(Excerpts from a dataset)
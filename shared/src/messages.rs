//! Live channel message types
//!
//! These types are used for:
//! - Messages pushed by the backend on the `/topic/*` destinations
//! - Commands sent to the backend on `/app/command`
//! - The fallback polling response, which shares the stats payload shape

use chrono::{DateTime, NaiveDateTime, Utc};
use serde::{Deserialize, Serialize};
use std::fmt;

/// Topic carrying periodic collector statistics
pub const TOPIC_STATS: &str = "/topic/stats";

/// Topic carrying service dependency (topology) snapshots
pub const TOPIC_TOPOLOGY: &str = "/topic/topology";

/// Topic carrying recent trace spans
pub const TOPIC_TRACES: &str = "/topic/traces";

/// Topic carrying error alerts
pub const TOPIC_ALERTS: &str = "/topic/alerts";

/// Destination accepting client commands
pub const COMMAND_DESTINATION: &str = "/app/command";

/// Opaque JSON payload as produced by the backend
pub type Payload = serde_json::Value;

/// Kind of a pushed message, carried in the `type` discriminator
#[derive(Debug, Clone, Copy, PartialEq, Eq, Hash, Serialize, Deserialize)]
#[serde(rename_all = "SCREAMING_SNAKE_CASE")]
pub enum MessageKind {
    /// Aggregate collector statistics
    StatsUpdate,
    /// Service dependency graph
    TopologyUpdate,
    /// Recent trace spans
    TracesUpdate,
    /// A service reported an error
    ErrorAlert,
}

impl MessageKind {
    /// All message kinds with the topic each one is published on
    pub const ROUTES: [(MessageKind, &'static str); 4] = [
        (MessageKind::StatsUpdate, TOPIC_STATS),
        (MessageKind::TopologyUpdate, TOPIC_TOPOLOGY),
        (MessageKind::TracesUpdate, TOPIC_TRACES),
        (MessageKind::ErrorAlert, TOPIC_ALERTS),
    ];

    /// Topic this kind of message is published on
    pub fn topic(self) -> &'static str {
        match self {
            MessageKind::StatsUpdate => TOPIC_STATS,
            MessageKind::TopologyUpdate => TOPIC_TOPOLOGY,
            MessageKind::TracesUpdate => TOPIC_TRACES,
            MessageKind::ErrorAlert => TOPIC_ALERTS,
        }
    }

    /// Wire name of the discriminator
    pub fn as_str(self) -> &'static str {
        match self {
            MessageKind::StatsUpdate => "STATS_UPDATE",
            MessageKind::TopologyUpdate => "TOPOLOGY_UPDATE",
            MessageKind::TracesUpdate => "TRACES_UPDATE",
            MessageKind::ErrorAlert => "ERROR_ALERT",
        }
    }
}

impl fmt::Display for MessageKind {
    fn fmt(&self, f: &mut fmt::Formatter<'_>) -> fmt::Result {
        f.write_str(self.as_str())
    }
}

/// Envelope of every message pushed on the live channel
#[derive(Debug, Clone, PartialEq, Serialize, Deserialize)]
pub struct Message {
    /// Message discriminator
    #[serde(rename = "type")]
    pub kind: MessageKind,

    /// Message body, interpreted according to `kind`
    #[serde(default)]
    pub data: Payload,

    /// Server timestamp, when the backend sets one
    #[serde(default, skip_serializing_if = "Option::is_none")]
    pub timestamp: Option<String>,

    /// Free-form annotation
    #[serde(default, skip_serializing_if = "Option::is_none")]
    pub message: Option<String>,
}

impl Message {
    /// Create a message with the given kind and payload
    pub fn new(kind: MessageKind, data: Payload) -> Self {
        Self {
            kind,
            data,
            timestamp: None,
            message: None,
        }
    }

    /// Wrap a polled stats response so it can be dispatched like a pushed one
    pub fn stats(data: Payload) -> Self {
        Self::new(MessageKind::StatsUpdate, data)
    }

    /// Parse a message body received on the live channel
    pub fn from_json(body: &str) -> Result<Self, serde_json::Error> {
        serde_json::from_str(body)
    }
}

/// Payload of `STATS_UPDATE` messages and of `GET /api/realtime-stats`
#[derive(Debug, Clone, Default, Serialize, Deserialize)]
#[serde(rename_all = "camelCase")]
pub struct StatsPayload {
    /// Collector counters shown on the dashboard cards
    #[serde(default)]
    pub collector_stats: Option<CollectorStats>,

    /// Per-service statistics
    #[serde(default)]
    pub service_stats: Option<Payload>,

    /// Error analysis for the last hour
    #[serde(default)]
    pub error_analysis: Option<Payload>,

    #[serde(default)]
    pub timestamp: Option<Payload>,

    #[serde(default)]
    pub cache_size: Option<Payload>,
}

/// Collector counters
///
/// Numbers stay as JSON numbers so they render exactly as the backend sent them.
#[derive(Debug, Clone, Default, PartialEq, Serialize, Deserialize)]
#[serde(rename_all = "camelCase")]
pub struct CollectorStats {
    #[serde(default)]
    pub total_received_requests: Option<serde_json::Number>,

    #[serde(default)]
    pub total_received_spans: Option<serde_json::Number>,

    /// Percentage of successfully processed reports
    #[serde(default)]
    pub success_rate: Option<f64>,

    #[serde(default)]
    pub running_hours: Option<serde_json::Number>,
}

/// Payload of `ERROR_ALERT` messages
///
/// The backend builds alerts from loosely typed maps, so every field is
/// optional and [`ErrorAlert::from_payload`] never fails.
#[derive(Debug, Clone, Default, PartialEq, Serialize, Deserialize)]
#[serde(rename_all = "camelCase")]
pub struct ErrorAlert {
    /// Service that raised the error
    #[serde(default)]
    pub service_name: Option<String>,

    /// Error description
    #[serde(default)]
    pub error_message: Option<String>,

    /// Alert level; `critical` is escalated
    #[serde(default)]
    pub level: Option<String>,

    /// When the backend raised the alert: RFC 3339, local ISO-8601 or epoch millis
    #[serde(default)]
    pub timestamp: Option<Payload>,
}

/// Shown in place of a missing alert field
const MISSING_FIELD: &str = "unknown";

impl ErrorAlert {
    /// Read an alert from an arbitrary payload
    ///
    /// Missing or `null` fields stay `None`; non-string values are kept as
    /// their JSON text.
    pub fn from_payload(data: &Payload) -> Self {
        let text = |name: &str| match data.get(name) {
            None | Some(Payload::Null) => None,
            Some(Payload::String(s)) => Some(s.clone()),
            Some(other) => Some(other.to_string()),
        };

        Self {
            service_name: text("serviceName"),
            error_message: text("errorMessage"),
            level: text("level"),
            timestamp: data.get("timestamp").filter(|ts| !ts.is_null()).cloned(),
        }
    }

    /// Whether the alert is at the `critical` level
    pub fn is_critical(&self) -> bool {
        self.level
            .as_deref()
            .is_some_and(|level| level.eq_ignore_ascii_case("critical"))
    }

    /// Text shown to the user for this alert
    pub fn summary(&self) -> String {
        format!(
            "[{}] {}",
            self.service_name.as_deref().unwrap_or(MISSING_FIELD),
            self.error_message.as_deref().unwrap_or(MISSING_FIELD)
        )
    }

    /// Alert time, if the backend sent one we can read
    pub fn raised_at(&self) -> Option<DateTime<Utc>> {
        match self.timestamp.as_ref()? {
            Payload::Number(ms) => ms.as_i64().and_then(DateTime::from_timestamp_millis),
            Payload::String(ts) => DateTime::parse_from_rfc3339(ts)
                .map(|ts| ts.with_timezone(&Utc))
                .ok()
                .or_else(|| {
                    NaiveDateTime::parse_from_str(ts, "%Y-%m-%dT%H:%M:%S%.f")
                        .ok()
                        .map(|ts| ts.and_utc())
                }),
            _ => None,
        }
    }
}

/// Commands accepted on [`COMMAND_DESTINATION`]
#[derive(Debug, Clone, Copy, PartialEq, Eq, Serialize, Deserialize)]
#[serde(tag = "type", rename_all = "SCREAMING_SNAKE_CASE")]
pub enum Command {
    /// Ask the backend to drop its caches and push fresh data
    Refresh,
}

impl Command {
    /// JSON body for the command frame
    pub fn to_json(&self) -> String {
        match self {
            Command::Refresh => r#"{"type":"REFRESH"}"#.to_string(),
        }
    }
}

### Work required
Nothing is to be left out, and every entry is to be transcribed exactly.

### Result of this task
filename shared/src/messages.rs
//! Live channel message types
//!
//! These types are used for:
//! - Messages pushed by the backend on the `/topic/*` destinations
//! - Commands sent to the backend on `/app/command`
//! - The fallback polling response, which shares the stats payload shape

use chrono::{DateTime, NaiveDateTime, Utc};
use serde::{Deserialize, Serialize};
use std::fmt;

/// Topic carrying periodic collector statistics
pub const TOPIC_STATS: &str = "/topic/stats";

/// Topic carrying service dependency (topology) snapshots
pub const TOPIC_TOPOLOGY: &str = "/topic/topology";

/// Topic carrying recent trace spans
pub const TOPIC_TRACES: &str = "/topic/traces";

/// Topic carrying error alerts
pub const TOPIC_ALERTS: &str = "/topic/alerts";

/// Destination accepting client commands
pub const COMMAND_DESTINATION: &str = "/app/command";

/// Opaque JSON payload as produced by the backend
pub type Payload = serde_json::Value;

/// Kind of a pushed message, carried in the `type` discriminator
#[derive(Debug, Clone, Copy, PartialEq, Eq, Hash, Serialize, Deserialize)]
#[serde(rename_all = "SCREAMING_SNAKE_CASE")]
pub enum MessageKind {
    /// Aggregate collector statistics
    StatsUpdate,
    /// Service dependency graph
    TopologyUpdate,
    /// Recent trace spans
    TracesUpdate,
    /// A service reported an error
    ErrorAlert,
}

impl MessageKind {
    /// All message kinds with the topic each one is published on
    pub const ROUTES: [(MessageKind, &'static str); 4] = [
        (MessageKind::StatsUpdate, TOPIC_STATS),
        (MessageKind::TopologyUpdate, TOPIC_TOPOLOGY),
        (MessageKind::TracesUpdate, TOPIC_TRACES),
        (MessageKind::ErrorAlert, TOPIC_ALERTS),
    ];

    /// Topic this kind of message is published on
    pub fn topic(self) -> &'static str {
        match self {
            MessageKind::StatsUpdate => TOPIC_STATS,
            MessageKind::TopologyUpdate => TOPIC_TOPOLOGY,
            MessageKind::TracesUpdate => TOPIC_TRACES,
            MessageKind::ErrorAlert => TOPIC_ALERTS,
        }
    }

    /// Wire name of the discriminator
    pub fn as_str(self) -> &'static str {
        match self {
            MessageKind::StatsUpdate => "STATS_UPDATE",
            MessageKind::TopologyUpdate => "TOPOLOGY_UPDATE",
            MessageKind::TracesUpdate => "TRACES_UPDATE",
            MessageKind::ErrorAlert => "ERROR_ALERT",
        }
    }
}

impl fmt::Display for MessageKind {
    fn fmt(&self, f: &mut fmt::Formatter<'_>) -> fmt::Result {
        f.write_str(self.as_str())
    }
}

/// Envelope of every message pushed on the live channel
#[derive(Debug, Clone, PartialEq, Serialize, Deserialize)]
pub struct Message {
    /// Message discriminator
    #[serde(rename = "type")]
    pub kind: MessageKind,

    /// Message body, interpreted according to `kind`
    #[serde(default)]
    pub data: Payload,

    /// Server timestamp, when the backend sets one
    #[serde(default, skip_serializing_if = "Option::is_none")]
    pub timestamp: Option<String>,

    /// Free-form annotation
    #[serde(default, skip_serializing_if = "Option::is_none")]
    pub message: Option<String>,
}

impl Message {
    /// Create a message with the given kind and payload
    pub fn new(kind: MessageKind, data: Payload) -> Self {
        Self {
            kind,
            data,
            timestamp: None,
            message: None,
        }
    }

    /// Wrap a polled stats response so it can be dispatched like a pushed one
    pub fn stats(data: Payload) -> Self {
        Self::new(MessageKind::StatsUpdate, data)
    }

    /// Parse a message body received on the live channel
    pub fn from_json(body: &str) -> Result<Self, serde_json::Error> {
        serde_json::from_str(body)
    }
}

/// Payload of `STATS_UPDATE` messages and of `GET /api/realtime-stats`
#[derive(Debug, Clone, Default, Serialize, Deserialize)]
#[serde(rename_all = "camelCase")]
pub struct StatsPayload {
    /// Collector counters shown on the dashboard cards
    #[serde(default)]
    pub collector_stats: Option<CollectorStats>,

    /// Per-service statistics
    #[serde(default)]
    pub service_stats: Option<Payload>,

    /// Error analysis for the last hour
    #[serde(default)]
    pub error_analysis: Option<Payload>,

    #[serde(default)]
    pub timestamp: Option<Payload>,

    #[serde(default)]
    pub cache_size: Option<Payload>,
}

/// Collector counters
///
/// Numbers stay as JSON numbers so they render exactly as the backend sent them.
#[derive(Debug, Clone, Default, PartialEq, Serialize, Deserialize)]
#[serde(rename_all = "camelCase")]
pub struct CollectorStats {
    #[serde(default)]
    pub total_received_requests: Option<serde_json::Number>,

    #[serde(default)]
    pub total_received_spans: Option<serde_json::Number>,

    /// Percentage of successfully processed reports
    #[serde(default)]
    pub success_rate: Option<f64>,

    #[serde(default)]
    pub running_hours: Option<serde_json::Number>,
}

/// Payload of `ERROR_ALERT` messages
///
/// The backend builds alerts from loosely typed maps, so every field is
/// optional and [`ErrorAlert::from_payload`] never fails.
#[derive(Debug, Clone, Default, PartialEq, Serialize, Deserialize)]
#[serde(rename_all = "camelCase")]
pub struct ErrorAlert {
    /// Service that raised the error
    #[serde(default)]
    pub service_name: Option<String>,

    /// Error description
    #[serde(default)]
    pub error_message: Option<String>,

    /// Alert level; `critical` is escalated
    #[serde(default)]
    pub level: Option<String>,

    /// When the backend raised the alert: RFC 3339, local ISO-8601 or epoch millis
    #[serde(default)]
    pub timestamp: Option<Payload>,
}

/// Shown in place of a missing alert field
const MISSING_FIELD: &str = "unknown";

impl ErrorAlert {
    /// Read an alert from an arbitrary payload
    ///
    /// Missing or `null` fields stay `None`; non-string values are kept as
    /// their JSON text.
    pub fn from_payload(data: &Payload) -> Self {
        let text = |name: &str| match data.get(name) {
            None | Some(Payload::Null) => None,
            Some(Payload::String(s)) => Some(s.clone()),
            Some(other) => Some(other.to_string()),
        };

        Self {
            service_name: text("serviceName"),
            error_message: text("errorMessage"),
            level: text("level"),
            timestamp: data.get("timestamp").filter(|ts| !ts.is_null()).cloned(),
        }
    }

    /// Whether the alert is at the `critical` level
    pub fn is_critical(&self) -> bool {
        self.level
            .as_deref()
            .is_some_and(|level| level.eq_ignore_ascii_case("critical"))
    }

    /// Text shown to the user for this alert
    pub fn summary(&self) -> String {
        format!(
            "[{}] {}",
            self.service_name.as_deref().unwrap_or(MISSING_FIELD),
            self.error_message.as_deref().unwrap_or(MISSING_FIELD)
        )
    }

    /// Alert time, if the backend sent one we can read
    pub fn raised_at(&self) -> Option<DateTime<Utc>> {
        match self.timestamp.as_ref()? {
            Payload::Number(ms) => ms.as_i64().and_then(DateTime::from_timestamp_millis),
            Payload::String(ts) => DateTime::parse_from_rfc3339(ts)
                .map(|ts| ts.with_timezone(&Utc))
                .ok()
                .or_else(|| {
                    NaiveDateTime::parse_from_str(ts, "%Y-%m-%dT%H:%M:%S%.f")
                        .ok()
                        .map(|ts| ts.and_utc())
                }),
            _ => None,
        }
    }
}

/// Commands accepted on [`COMMAND_DESTINATION`]
#[derive(Debug, Clone, Copy, PartialEq, Eq, Serialize, Deserialize)]
#[serde(tag = "type", rename_all = "SCREAMING_SNAKE_CASE")]
pub enum Command {
    /// Ask the backend to drop its caches and push fresh data
    Refresh,
}

impl Command {
    /// JSON body for the command frame
    pub fn to_json(&self) -> String {
        match self {
            Command::Refresh => r#"{"type":"REFRESH"}"#.to_string(),
        }
    }
}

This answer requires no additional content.